王莊家衆人得脫大難自然免不了過來一番感謝,而李淵卻不知因爲什麼,竟然再次回了車裡,將所有的應對的事情全都交給了李慕雲。
對此小李也很迷惑,不過有外人在場自然不好說什麼,況且王家莊衆人經此一戰也有不少人受傷,眼下也不是聊天時候,所以雙方定下約期之後便分道揚鑣,李慕雲一行繼續趕路,而王家莊衆人則收拾了一下帶着傷者返回莊子。
一路無話,又行了大概半個時辰,隨着一陣山風吹來,隱隱間一陣號子聲引起了衆人的注意。
擡眼看去,卻見此處左有青龍蜿蜒,右則白虎馴服,前有朱雀翔舞,後爲玄武垂頭,當真是一處上佳的埋骨之所,先人葬於此處……,呃,說錯了,重,重說。
擡眼看雲,只見此處羣山環繞溪水蜿蜒,一座巍峨高山聳立在路的一側,山上蒼松翠柏,一片墨綠在這九月深秋依舊顯得生機盎然。
在山腳下,也就是衆人的前面有一條溪水在緩緩流淌,一座小橋架在溪上,看上面的痕跡應該新修不久,而過了橋便能看到一條小路斜插而上,看樣子應該是通向那高山之上。
李慕雲仰頭向山頂望雲,口中說道:“看樣子我們好像是到了。”
“應該就是這裡了吧,丁老四,你上去看看。”陳木也覺得那山陰縣主薄幫着修的寨子應該就在這裡,但爲了謹慎起見他還是派了一個護衛先上山探看一下。
其實這事兒說來也是搞笑,李淵等一行人雖然定下了山上落草的計劃,可從開始到現在十多天了,除了那個頂着首席聯絡官名頭的三胖子之外,竟然沒有一個人想着到山裡來看看寨子修成了什麼樣,也沒有一個人問一下寨子到底在什麼地方。
……
話說這丁老四去的快回來的也快,不到片刻己從山上下來,在他身後還跟着兩個熟人,一個是山陰縣主薄孫亮,一另一個便是李慕雲的好基友三胖子。
見此二人跟着丁老四下來了,衆人便已經知道山寨位置確是在此無疑,陳木等人紛紛下馬,只有李淵那老頭兒依舊老神在在的坐在牛車之上。
而李慕雲……,這貨已經對那主薄不怎麼感冒,反而是拉着三胖子來到跑到一邊竊竊私語起來,時不時還有一兩聲胖子的驚呼傳來。
不用問,這貨一定是在跟胖子吹噓自己在路上見義勇爲的事蹟。
“特麼狗肚子裡存不了二兩酥油!”遠遠的幾乎李淵能看到李慕雲亂飛的唾沫星子,恨其不爭的罵道。

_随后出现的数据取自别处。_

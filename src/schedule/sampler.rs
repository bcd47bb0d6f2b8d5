use crate::schedule::model::Schedule;
use crate::tensor::bound::InterpolationTensor;

/// Query `tensor` once per step of `[0, total_steps)` and run-length compress the result.
///
/// Adjacent steps merge only when their vectors are exactly equal.
#[tracing::instrument(skip(tensor))]
pub fn sample(tensor: &InterpolationTensor, total_steps: usize) -> Schedule {
    let mut schedule = Schedule::default();
    for step in 0..total_steps {
        let t = step as f64 / total_steps as f64;
        schedule.push_step(step, tensor.interpolate(t, step));
    }
    tracing::debug!(entries = schedule.len(), "sampled schedule");
    schedule
}

#[cfg(test)]
#[path = "../../tests/unit/schedule/sampler.rs"]
mod tests;
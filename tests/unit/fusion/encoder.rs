use super::*;

#[test]
fn encodes_known_prompts_and_records_requests() {
    let mut enc = StaticEncoder::new(CondVector::new(vec![0.0]))
        .with_prompt("a", vec![1.0_f32])
        .with_prompt("b", vec![2.0_f32]);
    let out = enc
        .encode(&["b".to_owned(), "a".to_owned()], 3)
        .unwrap();
    assert_eq!(out[0], Schedule::constant(CondVector::new(vec![2.0]), 3));
    assert_eq!(out[1], Schedule::constant(CondVector::new(vec![1.0]), 3));
    assert_eq!(enc.requests(), [vec!["b".to_owned(), "a".to_owned()]]);
}

#[test]
fn unknown_prompt_fails() {
    let mut enc = StaticEncoder::default();
    let err = enc.encode(&["nope".to_owned()], 3).unwrap_err();
    assert!(err.to_string().contains("nope"));
}

#[test]
fn deserializes_lookup_table() {
    let enc: StaticEncoder =
        serde_json::from_str(r#"{"filler":[0.5,0.5],"prompts":{"cat":[1.0,2.0]}}"#).unwrap();
    assert_eq!(enc.padding().chunk_len(), 2);
    assert!(enc.requests().is_empty());
}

“老太爺,我們現在上山麼?”陳木這時已經和那主薄接觸過了,回到李淵身邊問道。
“都到這裡了,不上山難道我們是來旅遊的?”李淵這小老頭兒看都不看陳木一眼說道。
他對李慕雲有好脾氣,並不一定對陳木等人也有好脾氣。
對於這種事情,陳木等人也是無奈,可他們必竟有職司在身,保護李淵是他們的職責之所在,和李慕雲那個白丁完全沒有可比性。

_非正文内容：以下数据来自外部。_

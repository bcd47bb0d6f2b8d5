use serde::{Deserialize, Serialize};

use crate::foundation::core::CondVector;

/// One schedule entry: `cond` applies to every step before `end_at_step`.
#[derive(Clone, Debug, PartialEq, Serialize, Deserialize)]
pub struct ScheduledCond {
    /// Exclusive end step.
    pub end_at_step: usize,
    /// Conditioning vector for the entry's steps.
    pub cond: CondVector,
}

/// Ordered, gap-free sequence of conditioning vectors over `[0, total_steps)`.
///
/// Produced by the sampler and by encoders alike. `end_at_step` values strictly increase;
/// the sampler additionally never emits two adjacent entries with equal vectors.
#[derive(Clone, Debug, Default, PartialEq, Serialize, Deserialize)]
#[serde(transparent)]
pub struct Schedule {
    entries: Vec<ScheduledCond>,
}

impl Schedule {
    /// Wrap entries as-is.
    pub fn new(entries: Vec<ScheduledCond>) -> Self {
        Self { entries }
    }

    /// One vector for the whole step range.
    pub fn constant(cond: CondVector, total_steps: usize) -> Self {
        Self::new(vec![ScheduledCond {
            end_at_step: total_steps,
            cond,
        }])
    }

    /// Entries in step order.
    pub fn entries(&self) -> &[ScheduledCond] {
        &self.entries
    }

    /// Mutable entries, for in-place length reconciliation.
    pub(crate) fn entries_mut(&mut self) -> &mut [ScheduledCond] {
        &mut self.entries
    }

    /// Number of entries.
    pub fn len(&self) -> usize {
        self.entries.len()
    }

    /// Return `true` when there are no entries.
    pub fn is_empty(&self) -> bool {
        self.entries.is_empty()
    }

    /// Exclusive end of the last entry, `0` when empty.
    pub fn end_step(&self) -> usize {
        self.entries.last().map_or(0, |e| e.end_at_step)
    }

    /// Vector in effect at `step`.
    ///
    /// Steps past the last entry resolve to the last entry; `None` only when empty.
    pub fn cond_at(&self, step: usize) -> Option<&CondVector> {
        let idx = self.entries.partition_point(|e| e.end_at_step <= step);
        self.entries
            .get(idx)
            .or_else(|| self.entries.last())
            .map(|e| &e.cond)
    }

    /// Append the vector sampled at `step`, widening the last entry when it is equal.
    pub(crate) fn push_step(&mut self, step: usize, cond: CondVector) {
        if let Some(last) = self.entries.last_mut()
            && last.cond == cond
        {
            last.end_at_step = step + 1;
            return;
        }
        self.entries.push(ScheduledCond {
            end_at_step: step + 1,
            cond,
        });
    }

    /// Unwrap into entries.
    pub fn into_entries(self) -> Vec<ScheduledCond> {
        self.entries
    }
}

#[cfg(test)]
#[path = "../../tests/unit/schedule/model.rs"]
mod tests;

於是,李淵一行就這樣上了那座高高的大山,隨着牛車不住搖晃,斑駁的陽光透過頭頂的黃綠相間的樹葉照下來,倒是讓人有一種心曠神怡的感覺。
一路無話到了山頂,只見一座佔地頗廣的寨子已經基本上完成了所有主體建築,除了正對着山路的那座聚義廳還在‘叮叮噹噹’的施工之外,後面大片的木結構建築已經全部完工。
“陳,陳大人,您看這時間能不能再寬限幾天,十天時間實在是太緊了,寨子這麼大,根本完不成啊。”主薄跟在陳木的身後,小聲的嘀咕着,像是生怕車上的李淵聽到。

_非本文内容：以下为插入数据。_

use super::*;
use crate::schedule::model::ScheduledCond;

fn v(values: &[f32]) -> CondVector {
    CondVector::new(values.to_vec())
}

#[test]
fn pads_with_whole_filler_chunks() {
    let padding = Padding::new(v(&[0.0, -1.0]));
    let out = padding.pad_to(&v(&[5.0, 6.0]), 6).unwrap();
    assert_eq!(out, v(&[5.0, 6.0, 0.0, -1.0, 0.0, -1.0]));
}

#[test]
fn equal_length_is_untouched() {
    let padding = Padding::new(v(&[]));
    assert_eq!(padding.pad_to(&v(&[1.0]), 1).unwrap(), v(&[1.0]));
}

#[test]
fn partial_chunk_is_a_dimension_mismatch() {
    let padding = Padding::new(v(&[0.0, 0.0]));
    let err = padding.pad_to(&v(&[1.0]), 4).unwrap_err();
    assert!(matches!(
        err,
        FusionError::DimensionMismatch {
            expected: 4,
            got: 1,
            chunk: 2,
        }
    ));
}

#[test]
fn longer_than_target_or_empty_filler_fails() {
    let padding = Padding::new(v(&[0.0]));
    assert!(padding.pad_to(&v(&[1.0, 2.0]), 1).is_err());
    assert!(Padding::new(v(&[])).pad_to(&v(&[1.0]), 2).is_err());
}

#[test]
fn reconcile_pads_to_longest_vector() {
    let padding = Padding::new(v(&[9.0]));
    let mut schedules = vec![
        Schedule::constant(v(&[1.0]), 4),
        Schedule::new(vec![
            ScheduledCond {
                end_at_step: 2,
                cond: v(&[2.0, 2.0, 2.0]),
            },
            ScheduledCond {
                end_at_step: 4,
                cond: v(&[3.0, 3.0]),
            },
        ]),
    ];
    reconcile(&mut schedules, &padding).unwrap();
    assert_eq!(schedules[0].cond_at(0), Some(&v(&[1.0, 9.0, 9.0])));
    assert_eq!(schedules[1].cond_at(0), Some(&v(&[2.0, 2.0, 2.0])));
    assert_eq!(schedules[1].cond_at(3), Some(&v(&[3.0, 3.0, 9.0])));
}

畢竟車上坐的那可是太上皇,萬一知道他沒有在規定的時間裡完成任務,一個不高興讓人砍了他的腦袋只怕哭都不知道上哪兒哭去。
而陳木就不同了,不管怎麼說他應該都比李淵好說話,就算是不滿意最多也就是罵一頓,相比掉腦袋卻是輕鬆了許多。
可憐的主薄,竟然絲毫不知那十天時間只是陳木隨口一說,並不是李淵的吩咐。
可就在主薄等着陳木發火的時候,兩人中間突然插進一個人來,伸手攬住主薄的脖子問道:“哎,我聽說這附近好像有一個小湖是吧?”
我了個去的,主薄扭頭看着李慕雲近在咫尺的臉,人就是一個哆嗦。
心說這傢伙怎麼這麼沒譜呢,你一個郡王這樣沒大沒小的摟着別人的脖子,那……那對方到底應該用什麼樣的表情來應付呢?哭還是笑啊?
主薄這輩子只接觸過一本正經的上官,哪怕李慕雲對他疾言厲色,甚至用鞭子抽他都可以理解,但像現在這樣,如同街頭流氓一般的交流方式卻是主薄無論如何也接受不了的,於是腦子瞬間當機了,看着李慕雲幹張嘴卻一句話都說不出來。
“喂,你道是說話啊,這周圍是不是有個湖?”李慕雲等了半天不見主薄開口,不由皺起眉頭,有些不耐煩起來。
“有,有一個,就在後山五里左右的地方。”就在主薄尷尬的不知如何回答李慕雲的時候,三胖子從後面追了上來,把他拖到一邊,邊走邊說:“我說你咋回事兒?不就是剛剛在路上遇到白衣神箭的老婆了麼,至不至於把你膨脹到這個樣子,剛剛你摟的那可是咱們縣的主薄,你這樣沒大沒小的,當心以後給咱們穿小鞋。”
穿小鞋……,主薄欲哭無淚,心說特麼來這山上的一羣人,除了那頭牛看上去比較好欺負之外,就算是最慫的一個也比自己的官職高,將來的日子,還指不定誰給誰穿小鞋呢。